- PROBLEM -
The answer is to be all of the data below, reproduced exactly.

[Stored data]
****************************************

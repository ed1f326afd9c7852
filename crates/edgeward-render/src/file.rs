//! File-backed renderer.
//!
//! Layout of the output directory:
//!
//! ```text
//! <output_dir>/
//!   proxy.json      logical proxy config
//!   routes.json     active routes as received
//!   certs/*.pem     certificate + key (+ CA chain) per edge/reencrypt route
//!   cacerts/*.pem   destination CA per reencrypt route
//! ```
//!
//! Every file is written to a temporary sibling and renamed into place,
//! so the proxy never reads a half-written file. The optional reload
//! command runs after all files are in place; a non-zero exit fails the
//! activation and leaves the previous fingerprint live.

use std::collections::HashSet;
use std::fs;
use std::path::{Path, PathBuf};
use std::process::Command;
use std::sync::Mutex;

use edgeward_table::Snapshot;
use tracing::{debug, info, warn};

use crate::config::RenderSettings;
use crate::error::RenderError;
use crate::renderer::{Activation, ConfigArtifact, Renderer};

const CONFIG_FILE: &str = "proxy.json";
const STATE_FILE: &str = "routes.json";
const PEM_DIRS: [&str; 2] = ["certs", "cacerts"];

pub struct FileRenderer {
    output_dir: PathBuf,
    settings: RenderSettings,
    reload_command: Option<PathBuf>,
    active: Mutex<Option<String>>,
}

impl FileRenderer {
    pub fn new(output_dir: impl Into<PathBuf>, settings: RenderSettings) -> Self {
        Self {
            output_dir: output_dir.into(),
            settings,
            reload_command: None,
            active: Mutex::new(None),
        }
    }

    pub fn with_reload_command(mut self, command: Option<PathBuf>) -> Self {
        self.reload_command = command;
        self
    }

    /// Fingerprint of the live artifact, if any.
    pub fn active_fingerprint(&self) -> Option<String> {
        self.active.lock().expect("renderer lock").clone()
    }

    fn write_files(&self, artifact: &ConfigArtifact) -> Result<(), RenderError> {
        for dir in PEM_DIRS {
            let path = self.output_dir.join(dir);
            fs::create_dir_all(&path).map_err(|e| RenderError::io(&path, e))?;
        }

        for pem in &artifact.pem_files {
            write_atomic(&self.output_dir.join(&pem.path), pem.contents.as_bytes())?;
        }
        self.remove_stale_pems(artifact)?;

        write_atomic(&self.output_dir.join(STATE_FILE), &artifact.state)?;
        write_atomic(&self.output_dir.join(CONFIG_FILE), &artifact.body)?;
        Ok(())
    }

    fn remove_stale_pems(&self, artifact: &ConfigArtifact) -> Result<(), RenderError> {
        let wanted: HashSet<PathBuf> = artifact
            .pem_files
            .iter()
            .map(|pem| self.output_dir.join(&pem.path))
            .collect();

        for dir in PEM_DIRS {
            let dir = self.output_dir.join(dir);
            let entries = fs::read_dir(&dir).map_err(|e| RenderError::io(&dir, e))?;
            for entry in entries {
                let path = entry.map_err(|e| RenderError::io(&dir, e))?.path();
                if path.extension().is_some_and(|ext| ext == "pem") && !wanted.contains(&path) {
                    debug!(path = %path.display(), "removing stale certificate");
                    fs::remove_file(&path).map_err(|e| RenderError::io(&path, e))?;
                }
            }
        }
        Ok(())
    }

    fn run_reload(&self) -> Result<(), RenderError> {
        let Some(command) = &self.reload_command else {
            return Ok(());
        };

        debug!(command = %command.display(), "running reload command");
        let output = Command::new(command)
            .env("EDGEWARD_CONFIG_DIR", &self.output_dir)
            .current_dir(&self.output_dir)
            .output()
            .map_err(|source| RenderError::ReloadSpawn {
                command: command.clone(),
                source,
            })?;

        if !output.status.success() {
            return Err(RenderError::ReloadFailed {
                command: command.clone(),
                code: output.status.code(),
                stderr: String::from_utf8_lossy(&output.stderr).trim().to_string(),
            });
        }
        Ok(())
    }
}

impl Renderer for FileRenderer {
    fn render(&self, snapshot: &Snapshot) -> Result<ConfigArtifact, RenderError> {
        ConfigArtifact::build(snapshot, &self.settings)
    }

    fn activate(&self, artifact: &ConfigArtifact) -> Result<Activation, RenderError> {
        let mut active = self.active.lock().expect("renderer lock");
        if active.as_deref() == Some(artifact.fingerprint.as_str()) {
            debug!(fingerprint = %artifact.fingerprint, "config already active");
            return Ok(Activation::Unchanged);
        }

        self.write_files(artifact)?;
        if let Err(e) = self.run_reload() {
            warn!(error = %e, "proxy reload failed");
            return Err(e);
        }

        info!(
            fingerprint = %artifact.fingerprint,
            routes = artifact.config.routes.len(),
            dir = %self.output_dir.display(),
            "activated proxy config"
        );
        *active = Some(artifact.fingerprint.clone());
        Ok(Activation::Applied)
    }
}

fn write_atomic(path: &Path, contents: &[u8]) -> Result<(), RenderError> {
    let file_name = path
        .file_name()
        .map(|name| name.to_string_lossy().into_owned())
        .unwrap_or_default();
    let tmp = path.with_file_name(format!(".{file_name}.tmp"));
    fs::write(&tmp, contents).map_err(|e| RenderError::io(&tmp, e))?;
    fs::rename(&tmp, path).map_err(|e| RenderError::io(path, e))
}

****************************************

- YOUR RESPONSE -
repository ed1f326afd9c7852
filename crates/edgeward-render/src/file.rs
//! File-backed renderer.
//!
//! Layout of the output directory:
//!
//! ```text
//! <output_dir>/
//!   proxy.json      logical proxy config
//!   routes.json     active routes as received
//!   certs/*.pem     certificate + key (+ CA chain) per edge/reencrypt route
//!   cacerts/*.pem   destination CA per reencrypt route
//! ```
//!
//! Every file is written to a temporary sibling and renamed into place,
//! so the proxy never reads a half-written file. The optional reload
//! command runs after all files are in place; a non-zero exit fails the
//! activation and leaves the previous fingerprint live.

use std::collections::HashSet;
use std::fs;
use std::path::{Path, PathBuf};
use std::process::Command;
use std::sync::Mutex;

use edgeward_table::Snapshot;
use tracing::{debug, info, warn};

use crate::config::RenderSettings;
use crate::error::RenderError;
use crate::renderer::{Activation, ConfigArtifact, Renderer};

const CONFIG_FILE: &str = "proxy.json";
const STATE_FILE: &str = "routes.json";
const PEM_DIRS: [&str; 2] = ["certs", "cacerts"];

pub struct FileRenderer {
    output_dir: PathBuf,
    settings: RenderSettings,
    reload_command: Option<PathBuf>,
    active: Mutex<Option<String>>,
}

impl FileRenderer {
    pub fn new(output_dir: impl Into<PathBuf>, settings: RenderSettings) -> Self {
        Self {
            output_dir: output_dir.into(),
            settings,
            reload_command: None,
            active: Mutex::new(None),
        }
    }

    pub fn with_reload_command(mut self, command: Option<PathBuf>) -> Self {
        self.reload_command = command;
        self
    }

    /// Fingerprint of the live artifact, if any.
    pub fn active_fingerprint(&self) -> Option<String> {
        self.active.lock().expect("renderer lock").clone()
    }

    fn write_files(&self, artifact: &ConfigArtifact) -> Result<(), RenderError> {
        for dir in PEM_DIRS {
            let path = self.output_dir.join(dir);
            fs::create_dir_all(&path).map_err(|e| RenderError::io(&path, e))?;
        }

        for pem in &artifact.pem_files {
            write_atomic(&self.output_dir.join(&pem.path), pem.contents.as_bytes())?;
        }
        self.remove_stale_pems(artifact)?;

        write_atomic(&self.output_dir.join(STATE_FILE), &artifact.state)?;
        write_atomic(&self.output_dir.join(CONFIG_FILE), &artifact.body)?;
        Ok(())
    }

    fn remove_stale_pems(&self, artifact: &ConfigArtifact) -> Result<(), RenderError> {
        let wanted: HashSet<PathBuf> = artifact
            .pem_files
            .iter()
            .map(|pem| self.output_dir.join(&pem.path))
            .collect();

        for dir in PEM_DIRS {
            let dir = self.output_dir.join(dir);
            let entries = fs::read_dir(&dir).map_err(|e| RenderError::io(&dir, e))?;
            for entry in entries {
                let path = entry.map_err(|e| RenderError::io(&dir, e))?.path();
                if path.extension().is_some_and(|ext| ext == "pem") && !wanted.contains(&path) {
                    debug!(path = %path.display(), "removing stale certificate");
                    fs::remove_file(&path).map_err(|e| RenderError::io(&path, e))?;
                }
            }
        }
        Ok(())
    }

    fn run_reload(&self) -> Result<(), RenderError> {
        let Some(command) = &self.reload_command else {
            return Ok(());
        };

        debug!(command = %command.display(), "running reload command");
        let output = Command::new(command)
            .env("EDGEWARD_CONFIG_DIR", &self.output_dir)
            .current_dir(&self.output_dir)
            .output()
            .map_err(|source| RenderError::ReloadSpawn {
                command: command.clone(),
                source,
            })?;

        if !output.status.success() {
            return Err(RenderError::ReloadFailed {
                command: command.clone(),
                code: output.status.code(),
                stderr: String::from_utf8_lossy(&output.stderr).trim().to_string(),
            });
        }
        Ok(())
    }
}

impl Renderer for FileRenderer {
    fn render(&self, snapshot: &Snapshot) -> Result<ConfigArtifact, RenderError> {
        ConfigArtifact::build(snapshot, &self.settings)
    }

    fn activate(&self, artifact: &ConfigArtifact) -> Result<Activation, RenderError> {
        let mut active = self.active.lock().expect("renderer lock");
        if active.as_deref() == Some(artifact.fingerprint.as_str()) {
            debug!(fingerprint = %artifact.fingerprint, "config already active");
            return Ok(Activation::Unchanged);
        }

        self.write_files(artifact)?;
        if let Err(e) = self.run_reload() {
            warn!(error = %e, "proxy reload failed");
            return Err(e);
        }

        info!(
            fingerprint = %artifact.fingerprint,
            routes = artifact.config.routes.len(),
            dir = %self.output_dir.display(),
            "activated proxy config"
        );
        *active = Some(artifact.fingerprint.clone());
        Ok(Activation::Applied)
    }
}

fn write_atomic(path: &Path, contents: &[u8]) -> Result<(), RenderError> {
    let file_name = path
        .file_name()
        .map(|name| name.to_string_lossy().into_owned())
        .unwrap_or_default();
    let tmp = path.with_file_name(format!(".{file_name}.tmp"));
    fs::write(&tmp, contents).map_err(|e| RenderError::io(&tmp, e))?;
    fs::rename(&tmp, path).map_err(|e| RenderError::io(path, e))
}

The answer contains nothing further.